■ **EXCERPTED RECORDS**:
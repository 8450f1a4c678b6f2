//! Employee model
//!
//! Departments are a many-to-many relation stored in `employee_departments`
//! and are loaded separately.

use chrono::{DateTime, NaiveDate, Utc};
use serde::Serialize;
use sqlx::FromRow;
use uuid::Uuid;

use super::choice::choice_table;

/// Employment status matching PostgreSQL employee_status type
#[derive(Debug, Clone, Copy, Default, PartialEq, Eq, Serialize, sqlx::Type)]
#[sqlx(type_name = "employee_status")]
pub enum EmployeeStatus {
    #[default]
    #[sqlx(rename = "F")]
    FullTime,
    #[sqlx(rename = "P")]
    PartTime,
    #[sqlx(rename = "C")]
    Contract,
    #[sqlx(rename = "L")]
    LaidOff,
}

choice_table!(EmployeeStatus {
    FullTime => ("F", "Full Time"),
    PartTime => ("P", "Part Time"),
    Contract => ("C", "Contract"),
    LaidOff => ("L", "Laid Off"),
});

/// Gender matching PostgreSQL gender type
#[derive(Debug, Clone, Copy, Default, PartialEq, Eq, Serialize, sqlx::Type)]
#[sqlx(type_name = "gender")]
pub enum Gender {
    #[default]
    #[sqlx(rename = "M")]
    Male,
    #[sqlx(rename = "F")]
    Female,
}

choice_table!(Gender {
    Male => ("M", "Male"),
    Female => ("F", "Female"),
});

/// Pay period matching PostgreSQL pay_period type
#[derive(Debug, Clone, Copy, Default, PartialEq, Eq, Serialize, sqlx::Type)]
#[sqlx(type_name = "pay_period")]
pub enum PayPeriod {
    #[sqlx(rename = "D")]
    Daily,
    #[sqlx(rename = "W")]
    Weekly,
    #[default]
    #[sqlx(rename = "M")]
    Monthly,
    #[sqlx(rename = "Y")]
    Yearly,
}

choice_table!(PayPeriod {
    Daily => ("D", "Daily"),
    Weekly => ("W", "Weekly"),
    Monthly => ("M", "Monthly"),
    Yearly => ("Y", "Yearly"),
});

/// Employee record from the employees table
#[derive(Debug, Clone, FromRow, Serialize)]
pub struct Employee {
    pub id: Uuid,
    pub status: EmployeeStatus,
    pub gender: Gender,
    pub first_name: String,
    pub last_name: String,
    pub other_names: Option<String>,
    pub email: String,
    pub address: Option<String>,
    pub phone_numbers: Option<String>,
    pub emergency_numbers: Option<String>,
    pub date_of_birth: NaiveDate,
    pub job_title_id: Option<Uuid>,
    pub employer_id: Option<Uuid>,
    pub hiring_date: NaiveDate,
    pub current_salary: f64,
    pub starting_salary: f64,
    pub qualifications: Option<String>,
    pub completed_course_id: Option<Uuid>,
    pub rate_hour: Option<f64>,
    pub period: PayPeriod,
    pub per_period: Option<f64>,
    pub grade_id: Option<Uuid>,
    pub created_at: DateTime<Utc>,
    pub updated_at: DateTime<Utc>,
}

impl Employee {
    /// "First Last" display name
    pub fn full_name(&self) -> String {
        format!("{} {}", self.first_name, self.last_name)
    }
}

--

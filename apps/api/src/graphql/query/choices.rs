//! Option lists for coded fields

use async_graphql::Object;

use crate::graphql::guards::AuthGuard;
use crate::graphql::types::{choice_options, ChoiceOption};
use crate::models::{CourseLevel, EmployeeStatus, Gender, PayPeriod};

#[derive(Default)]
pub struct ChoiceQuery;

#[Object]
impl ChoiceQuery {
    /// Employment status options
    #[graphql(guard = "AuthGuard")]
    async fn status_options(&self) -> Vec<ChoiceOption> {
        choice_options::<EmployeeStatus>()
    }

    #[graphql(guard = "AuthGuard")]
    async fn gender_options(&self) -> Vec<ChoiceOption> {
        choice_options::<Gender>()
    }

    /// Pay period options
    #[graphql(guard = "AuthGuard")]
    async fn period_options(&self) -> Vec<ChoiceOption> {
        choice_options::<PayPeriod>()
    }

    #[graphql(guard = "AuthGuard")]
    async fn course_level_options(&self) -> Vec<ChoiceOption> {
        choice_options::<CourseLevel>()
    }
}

...

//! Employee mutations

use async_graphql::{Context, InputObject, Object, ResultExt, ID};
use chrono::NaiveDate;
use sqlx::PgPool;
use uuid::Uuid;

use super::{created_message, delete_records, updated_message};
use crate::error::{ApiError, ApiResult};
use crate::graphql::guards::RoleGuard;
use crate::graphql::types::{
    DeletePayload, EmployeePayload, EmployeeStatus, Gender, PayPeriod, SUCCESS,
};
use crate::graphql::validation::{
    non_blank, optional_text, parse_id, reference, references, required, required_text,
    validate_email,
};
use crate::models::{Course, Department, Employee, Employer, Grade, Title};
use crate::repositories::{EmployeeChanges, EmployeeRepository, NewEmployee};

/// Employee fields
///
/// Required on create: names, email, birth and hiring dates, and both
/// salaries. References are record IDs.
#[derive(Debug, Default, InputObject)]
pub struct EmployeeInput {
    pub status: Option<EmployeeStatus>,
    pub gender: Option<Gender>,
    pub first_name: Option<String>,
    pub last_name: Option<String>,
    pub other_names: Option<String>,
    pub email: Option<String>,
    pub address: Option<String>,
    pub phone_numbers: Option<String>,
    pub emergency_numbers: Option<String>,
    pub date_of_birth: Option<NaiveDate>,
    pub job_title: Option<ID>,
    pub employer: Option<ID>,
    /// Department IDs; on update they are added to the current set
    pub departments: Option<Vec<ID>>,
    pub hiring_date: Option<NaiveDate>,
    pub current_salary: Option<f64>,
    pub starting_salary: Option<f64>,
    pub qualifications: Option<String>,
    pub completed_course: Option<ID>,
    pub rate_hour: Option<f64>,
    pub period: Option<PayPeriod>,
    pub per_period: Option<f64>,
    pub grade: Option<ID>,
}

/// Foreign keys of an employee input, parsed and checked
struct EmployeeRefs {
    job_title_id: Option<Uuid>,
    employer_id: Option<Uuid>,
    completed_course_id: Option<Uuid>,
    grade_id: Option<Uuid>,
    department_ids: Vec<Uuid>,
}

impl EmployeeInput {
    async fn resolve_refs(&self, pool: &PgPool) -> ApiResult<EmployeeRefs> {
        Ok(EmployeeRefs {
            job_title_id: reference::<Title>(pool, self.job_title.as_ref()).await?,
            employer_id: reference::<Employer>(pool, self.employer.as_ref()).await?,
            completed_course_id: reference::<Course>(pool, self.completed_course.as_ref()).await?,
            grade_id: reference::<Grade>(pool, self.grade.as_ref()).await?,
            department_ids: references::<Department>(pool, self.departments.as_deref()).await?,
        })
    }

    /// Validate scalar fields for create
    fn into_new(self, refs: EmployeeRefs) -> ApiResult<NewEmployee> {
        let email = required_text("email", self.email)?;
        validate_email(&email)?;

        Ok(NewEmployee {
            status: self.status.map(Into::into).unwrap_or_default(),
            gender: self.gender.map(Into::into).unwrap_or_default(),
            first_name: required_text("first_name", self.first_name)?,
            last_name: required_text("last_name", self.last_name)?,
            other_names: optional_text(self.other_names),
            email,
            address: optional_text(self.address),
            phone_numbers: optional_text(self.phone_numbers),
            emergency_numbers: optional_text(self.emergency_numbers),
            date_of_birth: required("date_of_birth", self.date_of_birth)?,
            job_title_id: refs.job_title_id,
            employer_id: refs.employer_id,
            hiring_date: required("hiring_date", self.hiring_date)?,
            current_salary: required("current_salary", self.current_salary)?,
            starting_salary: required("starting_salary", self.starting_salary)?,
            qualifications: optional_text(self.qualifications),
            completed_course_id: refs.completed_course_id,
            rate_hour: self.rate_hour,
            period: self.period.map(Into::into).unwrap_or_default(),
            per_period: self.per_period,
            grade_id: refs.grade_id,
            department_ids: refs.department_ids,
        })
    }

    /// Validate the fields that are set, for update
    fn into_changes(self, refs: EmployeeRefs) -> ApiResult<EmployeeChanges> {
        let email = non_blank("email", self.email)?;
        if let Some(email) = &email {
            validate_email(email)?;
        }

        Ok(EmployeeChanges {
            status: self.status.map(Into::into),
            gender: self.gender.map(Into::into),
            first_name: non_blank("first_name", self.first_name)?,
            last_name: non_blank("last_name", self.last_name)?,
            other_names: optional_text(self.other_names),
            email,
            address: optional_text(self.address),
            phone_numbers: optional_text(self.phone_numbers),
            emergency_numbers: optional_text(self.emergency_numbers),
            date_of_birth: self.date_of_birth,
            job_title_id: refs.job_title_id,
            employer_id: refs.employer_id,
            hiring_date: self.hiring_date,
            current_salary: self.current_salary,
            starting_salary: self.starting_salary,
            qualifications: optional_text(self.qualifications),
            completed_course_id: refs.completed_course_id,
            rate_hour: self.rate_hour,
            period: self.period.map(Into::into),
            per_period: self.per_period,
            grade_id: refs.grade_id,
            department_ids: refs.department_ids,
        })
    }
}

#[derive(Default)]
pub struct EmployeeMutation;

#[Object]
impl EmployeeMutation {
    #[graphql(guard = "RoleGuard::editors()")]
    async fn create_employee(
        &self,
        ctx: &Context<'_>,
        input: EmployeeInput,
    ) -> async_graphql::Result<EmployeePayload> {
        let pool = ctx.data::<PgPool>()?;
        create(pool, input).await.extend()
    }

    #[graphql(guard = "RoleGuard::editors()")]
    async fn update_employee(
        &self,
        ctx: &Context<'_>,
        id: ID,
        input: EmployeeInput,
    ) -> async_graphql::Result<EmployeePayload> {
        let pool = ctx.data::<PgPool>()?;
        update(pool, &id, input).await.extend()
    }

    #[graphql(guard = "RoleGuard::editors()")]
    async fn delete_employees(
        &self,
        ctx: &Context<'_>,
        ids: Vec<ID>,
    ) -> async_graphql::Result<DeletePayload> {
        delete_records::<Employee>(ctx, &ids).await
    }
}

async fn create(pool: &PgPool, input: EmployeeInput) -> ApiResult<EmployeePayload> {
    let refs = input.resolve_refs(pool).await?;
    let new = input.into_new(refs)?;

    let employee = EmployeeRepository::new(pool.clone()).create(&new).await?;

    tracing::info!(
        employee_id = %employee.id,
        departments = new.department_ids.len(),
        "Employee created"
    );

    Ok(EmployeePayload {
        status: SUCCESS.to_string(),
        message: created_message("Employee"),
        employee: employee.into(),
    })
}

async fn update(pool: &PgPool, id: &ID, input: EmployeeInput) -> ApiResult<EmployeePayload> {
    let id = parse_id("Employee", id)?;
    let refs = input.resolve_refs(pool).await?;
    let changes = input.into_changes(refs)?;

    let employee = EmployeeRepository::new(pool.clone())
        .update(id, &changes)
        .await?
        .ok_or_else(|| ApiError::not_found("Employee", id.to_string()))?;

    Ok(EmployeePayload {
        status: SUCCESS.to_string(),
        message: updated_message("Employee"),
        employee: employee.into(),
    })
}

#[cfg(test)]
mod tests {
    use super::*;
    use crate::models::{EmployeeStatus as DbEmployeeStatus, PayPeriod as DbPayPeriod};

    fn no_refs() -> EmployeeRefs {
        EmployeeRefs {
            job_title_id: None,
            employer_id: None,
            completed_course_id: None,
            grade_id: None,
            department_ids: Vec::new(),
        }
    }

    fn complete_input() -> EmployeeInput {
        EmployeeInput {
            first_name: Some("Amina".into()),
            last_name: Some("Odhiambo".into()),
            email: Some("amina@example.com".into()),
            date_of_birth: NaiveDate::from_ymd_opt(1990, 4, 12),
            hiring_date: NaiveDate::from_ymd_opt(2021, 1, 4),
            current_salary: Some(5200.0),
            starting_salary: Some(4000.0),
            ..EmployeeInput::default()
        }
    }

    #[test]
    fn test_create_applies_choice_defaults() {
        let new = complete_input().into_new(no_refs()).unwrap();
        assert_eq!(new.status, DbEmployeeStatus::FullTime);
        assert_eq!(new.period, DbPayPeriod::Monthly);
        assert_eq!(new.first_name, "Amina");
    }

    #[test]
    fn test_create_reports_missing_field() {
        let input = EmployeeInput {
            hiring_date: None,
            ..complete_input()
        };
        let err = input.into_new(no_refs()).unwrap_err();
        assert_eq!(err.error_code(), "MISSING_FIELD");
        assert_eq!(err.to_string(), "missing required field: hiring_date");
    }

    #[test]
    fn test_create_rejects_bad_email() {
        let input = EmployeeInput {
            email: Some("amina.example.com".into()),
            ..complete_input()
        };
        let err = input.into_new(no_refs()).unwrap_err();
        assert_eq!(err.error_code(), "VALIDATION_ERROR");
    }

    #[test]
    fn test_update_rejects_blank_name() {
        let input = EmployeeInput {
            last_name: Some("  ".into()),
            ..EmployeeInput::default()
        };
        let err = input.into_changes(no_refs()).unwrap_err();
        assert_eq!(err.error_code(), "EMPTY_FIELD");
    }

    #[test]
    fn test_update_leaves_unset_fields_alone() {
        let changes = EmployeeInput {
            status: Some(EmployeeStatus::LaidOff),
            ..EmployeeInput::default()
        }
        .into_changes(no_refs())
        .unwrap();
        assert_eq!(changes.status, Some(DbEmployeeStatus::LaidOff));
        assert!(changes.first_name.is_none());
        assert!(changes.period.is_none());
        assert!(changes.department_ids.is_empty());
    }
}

■ **ASSIGNED TASK**: Pull each line containing the word "EmployeePayload" out of the data above.

■ **EXERCISE SOLUTION**:
    DeletePayload, EmployeePayload, EmployeeStatus, Gender, PayPeriod, SUCCESS,
    ) -> async_graphql::Result<EmployeePayload> {
    ) -> async_graphql::Result<EmployeePayload> {
async fn create(pool: &PgPool, input: EmployeeInput) -> ApiResult<EmployeePayload> {
    Ok(EmployeePayload {
async fn update(pool: &PgPool, id: &ID, input: EmployeeInput) -> ApiResult<EmployeePayload> {
    Ok(EmployeePayload {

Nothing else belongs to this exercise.